The engine of the goods train was engaged in shunting operations on the sidings and the up line, and it was not until about 10.40, according to the station-master's evidence, or 10.46, according to the evidence of the guard of the goods train, that the former gave orders for the goods train to be shunted on to the up line out of the way of the passenger train due at 10.47. There was some delay, owing to some waggons having been pushed foul of the cross over road points, and these points had only just been pulled over for the engine to cross back to its train when the collision occurred.

It is certain that permission had not been given on the block instruments for the passenger train to leave Tooting, and the questions to be decided are whether the driver of the passenger train received the proper signal to start from Tooting, and whether the distant signal from Merton Abbey was or was not at danger.

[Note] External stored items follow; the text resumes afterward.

//! Per-unit fact extraction: scrub, locate, delimit, classify, collect.
//!
//! Everything here is pure over one unit's text. The pipeline for a unit is
//! scrub → locate entities → for each class-like entity, delimit its body
//! and classify members (recursing into nested classes) → collect includes
//! from the raw text. Cross-file combination belongs to [`crate::report`].

pub mod types;

mod entities;
mod includes;
mod members;
mod tokens;

use tracing::debug;

use crate::analyzer::AnalyzerConfig;
use crate::report::FileReport;
use crate::scope::{column_number, line_number};
use crate::unit::SourceUnit;
use entities::ClassCandidate;
use types::{ClassFacts, FreeFunctionFacts};

/// Extract one unit's structural facts. Total: malformed input degrades to
/// fewer facts, never to a failure.
pub(crate) fn extract_unit(unit: &SourceUnit, config: &AnalyzerConfig) -> FileReport {
    let scrubbed = crate::scrub::scrub(&unit.content);
    let located = entities::locate(&scrubbed, config.entry_points.includes_entry_points());

    let mut classes = Vec::new();
    for candidate in &located.classes {
        extract_class(&scrubbed, &unit.path, candidate, &mut classes);
    }

    let functions = located
        .functions
        .iter()
        .map(|f| {
            let line = line_number(&scrubbed, f.decl_offset);
            FreeFunctionFacts {
                id: generate_id(&unit.path, &f.name, line, column_number(&scrubbed, f.decl_offset)),
                name: f.name.clone(),
                return_type: f.return_type.clone(),
                line,
            }
        })
        .collect::<Vec<_>>();

    let namespaces = located
        .namespaces
        .iter()
        .map(|n| n.name.clone())
        .collect::<Vec<_>>();

    let includes = includes::collect_includes(&unit.content);

    debug!(
        "extracted {} classes, {} functions, {} includes from {}",
        classes.len(),
        functions.len(),
        includes.len(),
        unit.path
    );

    FileReport {
        file: unit.path.clone(),
        classes,
        functions,
        includes,
        namespaces,
    }
}

/// Build facts for one class candidate and recurse into its nested classes.
/// Nested classes become their own entries; their body regions are masked
/// out of the enclosing body so members are attributed to exactly one scope.
fn extract_class(scrubbed: &str, file: &str, candidate: &ClassCandidate, out: &mut Vec<ClassFacts>) {
    let interior_start = candidate.body_start + 1;
    let interior_end = candidate.body_end - 1;
    let nested = entities::scan_classes(scrubbed, interior_start, interior_end);

    let mut body = scrubbed.as_bytes()[interior_start..interior_end].to_vec();
    for inner in &nested {
        for b in &mut body[inner.decl_offset - interior_start..inner.body_end - interior_start] {
            if *b != b'\n' {
                *b = b' ';
            }
        }
    }
    let body = match String::from_utf8(body) {
        Ok(s) => s,
        Err(e) => String::from_utf8_lossy(e.as_bytes()).into_owned(),
    };

    let classified = members::classify_members(&body, &candidate.name, candidate.kind.default_access());
    let line = line_number(scrubbed, candidate.decl_offset);

    out.push(ClassFacts {
        id: generate_id(
            file,
            &candidate.name,
            line,
            column_number(scrubbed, candidate.decl_offset),
        ),
        name: candidate.name.clone(),
        kind: candidate.kind,
        base_class: candidate.base_class.clone(),
        line,
        methods: classified.methods,
        constructors: classified.constructors,
        destructors: classified.destructors,
        members: classified.fields,
        access_regions: classified.access_regions,
    });

    for inner in &nested {
        extract_class(scrubbed, file, inner, out);
    }
}

/// Stable content-address id for a fact (md5, hex).
fn generate_id(file: &str, name: &str, line: u32, column: u32) -> String {
    let input = format!("{file}:{name}:{line}:{column}");
    format!("{:x}", md5::compute(input.as_bytes()))
}
//! Error taxonomy for the fact extractor.
//!
//! Nothing here is fatal to a whole analysis run: an unreadable unit is
//! skipped with a warning, and an unbalanced scope only drops the single
//! candidate entity it belongs to.

use thiserror::Error;

#[derive(Debug, Error)]
pub enum Error {
    /// The unit's bytes could not be read from disk. The unit is excluded
    /// from the report; other units are unaffected.
    #[error("failed to read {path}: {source}")]
    UnreadableFile {
        path: String,
        #[source]
        source: std::io::Error,
    },

    /// A scope opened at `offset` has no matching close brace before end of
    /// input. The candidate entity is dropped; scanning continues with its
    /// siblings.
    #[error("no matching close brace for scope opened at byte {offset}")]
    UnbalancedScope { offset: usize },
}

pub type Result<T> = std::result::Result<T, Error>;
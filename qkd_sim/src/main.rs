//! QKD-Lab BB84 Simulator CLI
//!
//! Run single simulations, sweeps, Monte Carlo batches and named scenarios.

use clap::{Args, Parser, Subcommand};
use qkd_core::{pipeline, SimulationParameters};
use qkd_sim::{
    run_monte_carlo, run_param_sweep, run_sweep, ExportPayload, ParamSweepConfig, ScenarioId,
    ScenarioResult, ScenarioRunner, SimError, SimExport, SimResult, SweepConfig, SweepParam,
};
use tracing::{error, info, Level};
use tracing_subscriber::{EnvFilter, FmtSubscriber};

/// QKD-Lab BB84 deployment and attack simulator
#[derive(Parser, Debug)]
#[command(name = "qkd-sim")]
#[command(about = "Simulate BB84 quantum key distribution links", long_about = None)]
struct Cli {
    /// Verbose output
    #[arg(short, long, global = true)]
    verbose: bool,

    /// JSON output on stdout
    #[arg(long, global = true)]
    json: bool,

    /// Write the result to a JSON file
    #[arg(long, global = true)]
    export: Option<String>,

    #[command(subcommand)]
    command: Command,
}

#[derive(Subcommand, Debug)]
enum Command {
    /// Run a single simulation
    Run(LinkArgs),

    /// Sweep distance then noise
    Sweep {
        #[command(flatten)]
        link: LinkArgs,

        #[arg(long, default_value = "0")]
        distance_min: f64,
        #[arg(long, default_value = "100")]
        distance_max: f64,
        #[arg(long, default_value = "20")]
        distance_steps: usize,

        #[arg(long, default_value = "0")]
        noise_min: f64,
        #[arg(long, default_value = "0.15")]
        noise_max: f64,
        #[arg(long, default_value = "20")]
        noise_steps: usize,
    },

    /// Sweep a single parameter (distance, noise, attenuation, detector_efficiency, eve_probability)
    ParamSweep {
        #[command(flatten)]
        link: LinkArgs,

        #[arg(long)]
        param: SweepParam,
        #[arg(long)]
        min: f64,
        #[arg(long)]
        max: f64,
        #[arg(long, default_value = "25")]
        steps: usize,
    },

    /// Aggregate statistics over independent trials
    MonteCarlo {
        #[command(flatten)]
        link: LinkArgs,

        /// Number of trials (2-100)
        #[arg(long, default_value = "10")]
        trials: usize,
    },

    /// Run named scenarios with pass/fail checks
    Scenario {
        /// Scenario to run (ideal_link, full_intercept, ..., all)
        #[arg(short = 'S', long, default_value = "all")]
        scenario: String,

        /// Master seed
        #[arg(short, long, default_value = "42")]
        seed: u64,

        /// Number of consecutive seeds to test (for CI mode)
        #[arg(long, default_value = "1")]
        seeds: usize,

        /// Photons per run
        #[arg(short, long, default_value = "100000")]
        photons: usize,
    },
}

/// Link parameters. Flags override values loaded from `--params`.
#[derive(Args, Debug)]
struct LinkArgs {
    /// JSON file with a parameter set
    #[arg(long)]
    params: Option<String>,

    #[arg(short, long)]
    photons: Option<usize>,
    /// Fiber length (km)
    #[arg(short, long)]
    distance: Option<f64>,
    /// Attenuation (dB/km)
    #[arg(short, long)]
    attenuation: Option<f64>,
    /// Bit-flip probability
    #[arg(short, long)]
    noise: Option<f64>,
    /// Detector efficiency
    #[arg(short = 'e', long)]
    detector_efficiency: Option<f64>,
    /// Enable Eve with this interception probability
    #[arg(long)]
    eve: Option<f64>,
    #[arg(long)]
    qber_threshold: Option<f64>,
    /// Error-correction inefficiency f_EC
    #[arg(long)]
    ec_efficiency: Option<f64>,
    #[arg(short, long)]
    seed: Option<u64>,
}

impl LinkArgs {
    fn resolve(&self, defaults: SimulationParameters) -> SimResult<SimulationParameters> {
        let mut params = match &self.params {
            Some(path) => {
                let text = std::fs::read_to_string(path)?;
                serde_json::from_str(&text)?
            }
            None => defaults,
        };

        if let Some(v) = self.photons {
            params.photons = v;
        }
        if let Some(v) = self.distance {
            params.distance_km = v;
        }
        if let Some(v) = self.attenuation {
            params.attenuation_db_per_km = v;
        }
        if let Some(v) = self.noise {
            params.noise = v;
        }
        if let Some(v) = self.detector_efficiency {
            params.detector_efficiency = v;
        }
        if let Some(v) = self.eve {
            params.eve_enabled = true;
            params.eve_probability = v;
        }
        if let Some(v) = self.qber_threshold {
            params.qber_threshold = v;
        }
        if let Some(v) = self.ec_efficiency {
            params.ec_efficiency = v;
        }
        if self.seed.is_some() {
            params.seed = self.seed;
        }

        params.validate()?;
        Ok(params)
    }
}

fn emit(cli: &Cli, seed: Option<u64>, payload: ExportPayload) -> SimResult<()> {
    let export = SimExport::new(seed, payload);

    if cli.json {
        println!("{}", export.to_json()?);
    }
    if let Some(path) = &cli.export {
        export.write_to_file(path)?;
        info!("Exported to {}", path);
    }
    Ok(())
}

fn run_scenarios(
    cli: &Cli,
    scenario: &str,
    base_seed: u64,
    seeds: usize,
    photons: usize,
) -> SimResult<bool> {
    let scenarios: Vec<ScenarioId> = if scenario == "all" {
        ScenarioId::all()
    } else {
        vec![scenario.parse::<ScenarioId>().map_err(SimError::InvalidRequest)?]
    };

    let mut all_results: Vec<ScenarioResult> = Vec::new();
    for seed_offset in 0..seeds {
        let seed = base_seed.wrapping_add(seed_offset as u64);
        let runner = ScenarioRunner::new(seed).with_photons(photons);

        for scenario in &scenarios {
            let result = runner.run(*scenario);
            if !cli.json {
                if result.passed {
                    info!("✓ {} (seed={}) PASSED", scenario.name(), seed);
                } else {
                    error!(
                        "✗ {} (seed={}) FAILED: {}",
                        scenario.name(),
                        seed,
                        result.failure_reason.as_deref().unwrap_or("unknown")
                    );
                }
            }
            all_results.push(result);
        }
    }

    let total = all_results.len();
    let failed_count = all_results.iter().filter(|r| !r.passed).count();

    if cli.json {
        let summary = serde_json::json!({
            "total": total,
            "passed": total - failed_count,
            "failed": failed_count,
            "results": all_results.iter().map(|r| {
                serde_json::json!({
                    "scenario": r.scenario.name(),
                    "seed": r.seed,
                    "passed": r.passed,
                    "failure_reason": r.failure_reason,
                    "result": r.result.as_ref().map(qkd_sim::rounded_result),
                })
            }).collect::<Vec<_>>(),
        });
        println!("{}", serde_json::to_string_pretty(&summary)?);
    } else if failed_count == 0 {
        info!("✅ All {} scenario runs passed!", total);
    } else {
        error!("❌ {}/{} scenario runs failed!", failed_count, total);
    }

    Ok(failed_count == 0)
}

fn execute(cli: &Cli) -> SimResult<bool> {
    match &cli.command {
        Command::Run(link) => {
            let params = link.resolve(SimulationParameters::default())?;
            let result = pipeline::run_seeded(&params)?;

            if !cli.json {
                info!("Photons emitted:   {}", result.total_photons);
                info!("Eve intercepted:   {}", result.intercepted_count);
                info!("Sifted key:        {}", result.sifted_key_length);
                info!("Mismatches:        {}", result.mismatches);
                info!("QBER:              {:.6}", result.qber);
                info!("Secret key rate:   {:.6} bits/photon", result.skr);
                info!("Final key length:  {}", result.final_key_length);
                info!("Status:            {}", result.security_status);
            }
            emit(cli, params.seed, ExportPayload::Run(result))?;
        }
        Command::Sweep {
            link,
            distance_min,
            distance_max,
            distance_steps,
            noise_min,
            noise_max,
            noise_steps,
        } => {
            let config = SweepConfig {
                base: link.resolve(SweepConfig::default().base)?,
                distance_min: *distance_min,
                distance_max: *distance_max,
                distance_steps: *distance_steps,
                noise_min: *noise_min,
                noise_max: *noise_max,
                noise_steps: *noise_steps,
            };
            let report = run_sweep(&config)?;

            if !cli.json {
                for p in &report.distance_sweep {
                    info!("L={:>7.2} km  qber={:.4}  skr={:.6}", p.x, p.qber, p.skr);
                }
                for p in &report.noise_sweep {
                    info!("noise={:.4}  qber={:.4}  skr={:.6}", p.x, p.qber, p.skr);
                }
            }
            emit(cli, config.base.seed, ExportPayload::Sweep(report))?;
        }
        Command::ParamSweep {
            link,
            param,
            min,
            max,
            steps,
        } => {
            let config = ParamSweepConfig {
                base: link.resolve(SweepConfig::default().base)?,
                param: *param,
                min: *min,
                max: *max,
                steps: *steps,
            };
            let report = run_param_sweep(&config)?;

            if !cli.json {
                for p in &report.points {
                    info!("{}={:.6}  qber={:.4}  skr={:.6}", param, p.x, p.qber, p.skr);
                }
            }
            emit(cli, config.base.seed, ExportPayload::ParamSweep(report))?;
        }
        Command::MonteCarlo { link, trials } => {
            let params = link.resolve(SweepConfig::default().base)?;
            let report = run_monte_carlo(&params, *trials)?;

            if !cli.json {
                info!(
                    "QBER  mean={:.6} std={:.6} min={:.6} max={:.6}",
                    report.qber.mean, report.qber.std, report.qber.min_val, report.qber.max_val
                );
                info!(
                    "SKR   mean={:.6} std={:.6} min={:.6} max={:.6}",
                    report.skr.mean, report.skr.std, report.skr.min_val, report.skr.max_val
                );
                info!("Secure trials: {}/{}", report.secure_trials, report.trials);
            }
            emit(cli, params.seed, ExportPayload::MonteCarlo(report))?;
        }
        Command::Scenario {
            scenario,
            seed,
            seeds,
            photons,
        } => {
            return run_scenarios(cli, scenario, *seed, *seeds, *photons);
        }
    }

    Ok(true)
}

fn main() {
    let cli = Cli::parse();

    // Initialize logging
    let level = if cli.verbose { Level::DEBUG } else { Level::INFO };
    let builder = FmtSubscriber::builder().with_max_level(level);
    let installed = match EnvFilter::try_from_default_env() {
        Ok(filter) => tracing::subscriber::set_global_default(builder.with_env_filter(filter).finish()),
        Err(_) => tracing::subscriber::set_global_default(builder.finish()),
    };
    if let Err(e) = installed {
        eprintln!("Failed to set tracing subscriber: {}", e);
    }

    if !cli.json {
        info!("QKD-Lab BB84 Simulator v{}", env!("CARGO_PKG_VERSION"));
        info!("━━━━━━━━━━━━━━━━━━━━━━━━━━━━━━━━━━━━━━━━━━━━━━━━━━━━━");
    }

    match execute(&cli) {
        Ok(true) => {}
        Ok(false) => std::process::exit(1),
        Err(e) => {
            error!("{}", e);
            std::process::exit(1);
        }
    }
}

The driver states that when his guard gave him the usual signal that the train was ready to leave Tooting it was so foggy that he could not see the starting-signal, but that on drawing up to it he found it off, and started away; but the evidence not only of the signalman and porter at Tooting, but to some extent that of his own guard, proves conclusively that he ran past this starting-signal at danger. He further states that the Morton Abbey distant-signal. was off for him, but here again his guard's evidence is against him. It is certain that by the interlocking in Merton Abbey signal-box the lever of this signal could not have  been pulled over; and the evidence of the driver and guard of the London, Brighton, and South Coast goods train proves that this signal was showing a proper red light when they passed it; but, more than this, the driver of the passenger train is condemned out of his own mouth, for he states that the signal was showing a "white light with a little bit of red," and afterwards admits that he knew that this signal ought to show a green light when it is all right; so that, even by his own admission, he ought to have treated the signal as a danger signal, as it was not showing the proper light.

As a matter of fact the signal does not show a white light under any circumstances, and it is clear that not the smallest dependence can be placed upon the word of this driver.

The evidence as to the fog is a little contradictory; but it was no doubt a thick night, the fog being partial, and probably preventing the signals from being seen for over 200 yards, or over less at places.

This collision was, beyond question, clue to the gross carelessness of the driver of the London and South-Western passenger train in running past two signals at danger; but the risk of such an accident ought never to have been run, There was no possible reason why the goods train should not have been placed upon the up line to do its shunting as soon as it arrived at Merton Abbey, and the conduct of the station-master in leaving it upon the down line until the passenger train was nearly due is deserving of censure. He states that it was at 10.40 that he first gave the order for the engine to go across to shunt the train clear of the down line, but the evidence of the guard and driver of the train is to that effect that this order was not given until some minutes later, and I suspect that no order was given until after the Tooting signalman sent the message on his speaking instrument to hasten the clearing of the line.

It is true that the accommodation at. Merton Abbey is very small, and that shunting is carried on under difficulties; but. that should have made the station-master all the more careful to take steps to have the down line cleared in ample time before the passenger train was due.

The driver of the passenger train might, perhaps, have lessened the speed of his train before the collision if he had had a continuous break at his command; but no continuous break will prevent collisions when drivers run wilfully past signals at danger.

It should be observed that the injuries to the driver and fireman of the passenger train would probably have been far less severe if the engine had not been running with the proper trailing end in front; and it is this additional risk to the men upon the engine which is one of the principal reasons for objecting to the running of either tank or tender engines in this position.